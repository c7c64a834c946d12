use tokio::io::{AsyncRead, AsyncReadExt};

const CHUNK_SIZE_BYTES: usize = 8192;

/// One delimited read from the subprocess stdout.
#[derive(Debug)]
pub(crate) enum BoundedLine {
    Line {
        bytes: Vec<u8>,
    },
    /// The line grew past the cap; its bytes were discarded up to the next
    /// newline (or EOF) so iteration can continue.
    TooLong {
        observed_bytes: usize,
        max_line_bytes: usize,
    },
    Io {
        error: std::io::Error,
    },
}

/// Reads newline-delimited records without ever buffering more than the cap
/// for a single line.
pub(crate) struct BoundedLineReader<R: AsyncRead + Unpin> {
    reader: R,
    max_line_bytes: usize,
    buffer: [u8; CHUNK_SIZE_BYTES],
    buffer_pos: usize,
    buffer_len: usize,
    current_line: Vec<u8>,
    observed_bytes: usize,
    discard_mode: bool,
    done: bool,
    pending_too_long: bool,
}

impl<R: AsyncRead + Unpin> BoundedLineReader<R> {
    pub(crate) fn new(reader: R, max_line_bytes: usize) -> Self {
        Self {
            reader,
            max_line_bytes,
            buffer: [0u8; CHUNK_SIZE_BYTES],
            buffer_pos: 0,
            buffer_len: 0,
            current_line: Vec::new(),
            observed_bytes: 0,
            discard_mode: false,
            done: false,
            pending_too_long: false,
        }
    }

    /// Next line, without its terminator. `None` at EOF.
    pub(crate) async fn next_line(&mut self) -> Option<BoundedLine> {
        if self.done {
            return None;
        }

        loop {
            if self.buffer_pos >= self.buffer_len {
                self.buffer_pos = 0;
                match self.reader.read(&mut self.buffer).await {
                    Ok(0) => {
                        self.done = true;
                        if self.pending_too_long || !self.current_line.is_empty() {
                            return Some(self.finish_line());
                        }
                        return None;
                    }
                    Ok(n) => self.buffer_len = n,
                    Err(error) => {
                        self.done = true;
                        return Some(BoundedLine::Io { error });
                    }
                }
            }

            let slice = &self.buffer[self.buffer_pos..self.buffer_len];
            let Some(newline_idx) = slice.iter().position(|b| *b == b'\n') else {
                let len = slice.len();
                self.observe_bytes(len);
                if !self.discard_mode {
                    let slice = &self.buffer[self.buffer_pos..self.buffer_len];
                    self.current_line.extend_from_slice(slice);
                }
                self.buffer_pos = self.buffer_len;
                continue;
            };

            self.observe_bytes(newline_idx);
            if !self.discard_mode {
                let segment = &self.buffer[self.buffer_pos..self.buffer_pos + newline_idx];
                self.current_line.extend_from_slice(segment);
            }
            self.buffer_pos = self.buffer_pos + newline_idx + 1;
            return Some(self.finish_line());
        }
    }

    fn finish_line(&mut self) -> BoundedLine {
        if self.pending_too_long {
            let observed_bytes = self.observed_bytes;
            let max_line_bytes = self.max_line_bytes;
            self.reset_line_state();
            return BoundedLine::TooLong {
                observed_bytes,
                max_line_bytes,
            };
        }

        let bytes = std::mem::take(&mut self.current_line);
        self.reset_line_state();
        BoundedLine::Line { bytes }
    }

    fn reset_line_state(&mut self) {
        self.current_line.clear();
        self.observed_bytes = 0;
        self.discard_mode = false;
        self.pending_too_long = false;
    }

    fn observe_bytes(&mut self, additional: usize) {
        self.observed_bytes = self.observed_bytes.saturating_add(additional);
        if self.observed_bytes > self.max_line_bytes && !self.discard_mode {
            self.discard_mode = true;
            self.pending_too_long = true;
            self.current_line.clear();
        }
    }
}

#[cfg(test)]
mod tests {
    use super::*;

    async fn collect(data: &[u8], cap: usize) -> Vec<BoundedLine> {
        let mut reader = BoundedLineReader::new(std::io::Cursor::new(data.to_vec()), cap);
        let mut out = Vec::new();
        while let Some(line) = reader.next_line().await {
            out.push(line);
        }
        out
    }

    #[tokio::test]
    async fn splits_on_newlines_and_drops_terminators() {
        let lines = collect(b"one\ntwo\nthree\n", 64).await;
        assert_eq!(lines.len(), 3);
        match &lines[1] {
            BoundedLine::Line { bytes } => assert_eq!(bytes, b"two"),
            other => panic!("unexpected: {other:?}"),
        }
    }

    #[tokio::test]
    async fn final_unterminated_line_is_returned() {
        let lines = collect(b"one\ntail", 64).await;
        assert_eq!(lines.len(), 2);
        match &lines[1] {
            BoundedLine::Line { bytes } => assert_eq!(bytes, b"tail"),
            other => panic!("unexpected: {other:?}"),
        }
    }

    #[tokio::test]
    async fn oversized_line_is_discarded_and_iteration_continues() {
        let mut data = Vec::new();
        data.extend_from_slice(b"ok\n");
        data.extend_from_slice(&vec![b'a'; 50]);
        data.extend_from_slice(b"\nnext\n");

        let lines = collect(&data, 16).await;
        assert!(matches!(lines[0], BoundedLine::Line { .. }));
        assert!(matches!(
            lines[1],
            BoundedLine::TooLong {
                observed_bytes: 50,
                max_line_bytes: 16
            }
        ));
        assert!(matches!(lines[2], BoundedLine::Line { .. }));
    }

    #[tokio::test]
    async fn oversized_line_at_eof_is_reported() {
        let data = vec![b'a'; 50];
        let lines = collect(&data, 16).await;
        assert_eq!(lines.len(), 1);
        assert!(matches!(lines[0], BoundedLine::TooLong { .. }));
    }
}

■ ■ ■

- **Work order**:
The records must be reproduced in full. Nothing should differ.

- **Result for this task**:
repository c7c64a834c946d12
use tokio::io::{AsyncRead, AsyncReadExt};

const CHUNK_SIZE_BYTES: usize = 8192;

/// One delimited read from the subprocess stdout.
#[derive(Debug)]
pub(crate) enum BoundedLine {
    Line {
        bytes: Vec<u8>,
    },
    /// The line grew past the cap; its bytes were discarded up to the next
    /// newline (or EOF) so iteration can continue.
    TooLong {
        observed_bytes: usize,
        max_line_bytes: usize,
    },
    Io {
        error: std::io::Error,
    },
}

/// Reads newline-delimited records without ever buffering more than the cap
/// for a single line.
pub(crate) struct BoundedLineReader<R: AsyncRead + Unpin> {
    reader: R,
    max_line_bytes: usize,
    buffer: [u8; CHUNK_SIZE_BYTES],
    buffer_pos: usize,
    buffer_len: usize,
    current_line: Vec<u8>,
    observed_bytes: usize,
    discard_mode: bool,
    done: bool,
    pending_too_long: bool,
}

impl<R: AsyncRead + Unpin> BoundedLineReader<R> {
    pub(crate) fn new(reader: R, max_line_bytes: usize) -> Self {
        Self {
            reader,
            max_line_bytes,
            buffer: [0u8; CHUNK_SIZE_BYTES],
            buffer_pos: 0,
            buffer_len: 0,
            current_line: Vec::new(),
            observed_bytes: 0,
            discard_mode: false,
            done: false,
            pending_too_long: false,
        }
    }

    /// Next line, without its terminator. `None` at EOF.
    pub(crate) async fn next_line(&mut self) -> Option<BoundedLine> {
        if self.done {
            return None;
        }

        loop {
            if self.buffer_pos >= self.buffer_len {
                self.buffer_pos = 0;
                match self.reader.read(&mut self.buffer).await {
                    Ok(0) => {
                        self.done = true;
                        if self.pending_too_long || !self.current_line.is_empty() {
                            return Some(self.finish_line());
                        }
                        return None;
                    }
                    Ok(n) => self.buffer_len = n,
                    Err(error) => {
                        self.done = true;
                        return Some(BoundedLine::Io { error });
                    }
                }
            }

            let slice = &self.buffer[self.buffer_pos..self.buffer_len];
            let Some(newline_idx) = slice.iter().position(|b| *b == b'\n') else {
                let len = slice.len();
                self.observe_bytes(len);
                if !self.discard_mode {
                    let slice = &self.buffer[self.buffer_pos..self.buffer_len];
                    self.current_line.extend_from_slice(slice);
                }
                self.buffer_pos = self.buffer_len;
                continue;
            };

            self.observe_bytes(newline_idx);
            if !self.discard_mode {
                let segment = &self.buffer[self.buffer_pos..self.buffer_pos + newline_idx];
                self.current_line.extend_from_slice(segment);
            }
            self.buffer_pos = self.buffer_pos + newline_idx + 1;
            return Some(self.finish_line());
        }
    }

    fn finish_line(&mut self) -> BoundedLine {
        if self.pending_too_long {
            let observed_bytes = self.observed_bytes;
            let max_line_bytes = self.max_line_bytes;
            self.reset_line_state();
            return BoundedLine::TooLong {
                observed_bytes,
                max_line_bytes,
            };
        }

        let bytes = std::mem::take(&mut self.current_line);
        self.reset_line_state();
        BoundedLine::Line { bytes }
    }

    fn reset_line_state(&mut self) {
        self.current_line.clear();
        self.observed_bytes = 0;
        self.discard_mode = false;
        self.pending_too_long = false;
    }

    fn observe_bytes(&mut self, additional: usize) {
        self.observed_bytes = self.observed_bytes.saturating_add(additional);
        if self.observed_bytes > self.max_line_bytes && !self.discard_mode {
            self.discard_mode = true;
            self.pending_too_long = true;
            self.current_line.clear();
        }
    }
}

#[cfg(test)]
mod tests {
    use super::*;

    async fn collect(data: &[u8], cap: usize) -> Vec<BoundedLine> {
        let mut reader = BoundedLineReader::new(std::io::Cursor::new(data.to_vec()), cap);
        let mut out = Vec::new();
        while let Some(line) = reader.next_line().await {
            out.push(line);
        }
        out
    }

    #[tokio::test]
    async fn splits_on_newlines_and_drops_terminators() {
        let lines = collect(b"one\ntwo\nthree\n", 64).await;
        assert_eq!(lines.len(), 3);
        match &lines[1] {
            BoundedLine::Line { bytes } => assert_eq!(bytes, b"two"),
            other => panic!("unexpected: {other:?}"),
        }
    }

    #[tokio::test]
    async fn final_unterminated_line_is_returned() {
        let lines = collect(b"one\ntail", 64).await;
        assert_eq!(lines.len(), 2);
        match &lines[1] {
            BoundedLine::Line { bytes } => assert_eq!(bytes, b"tail"),
            other => panic!("unexpected: {other:?}"),
        }
    }

    #[tokio::test]
    async fn oversized_line_is_discarded_and_iteration_continues() {
        let mut data = Vec::new();
        data.extend_from_slice(b"ok\n");
        data.extend_from_slice(&vec![b'a'; 50]);
        data.extend_from_slice(b"\nnext\n");

        let lines = collect(&data, 16).await;
        assert!(matches!(lines[0], BoundedLine::Line { .. }));
        assert!(matches!(
            lines[1],
            BoundedLine::TooLong {
                observed_bytes: 50,
                max_line_bytes: 16
            }
        ));
        assert!(matches!(lines[2], BoundedLine::Line { .. }));
    }

    #[tokio::test]
    async fn oversized_line_at_eof_is_reported() {
        let data = vec![b'a'; 50];
        let lines = collect(&data, 16).await;
        assert_eq!(lines.len(), 1);
        assert!(matches!(lines[0], BoundedLine::TooLong { .. }));
    }
}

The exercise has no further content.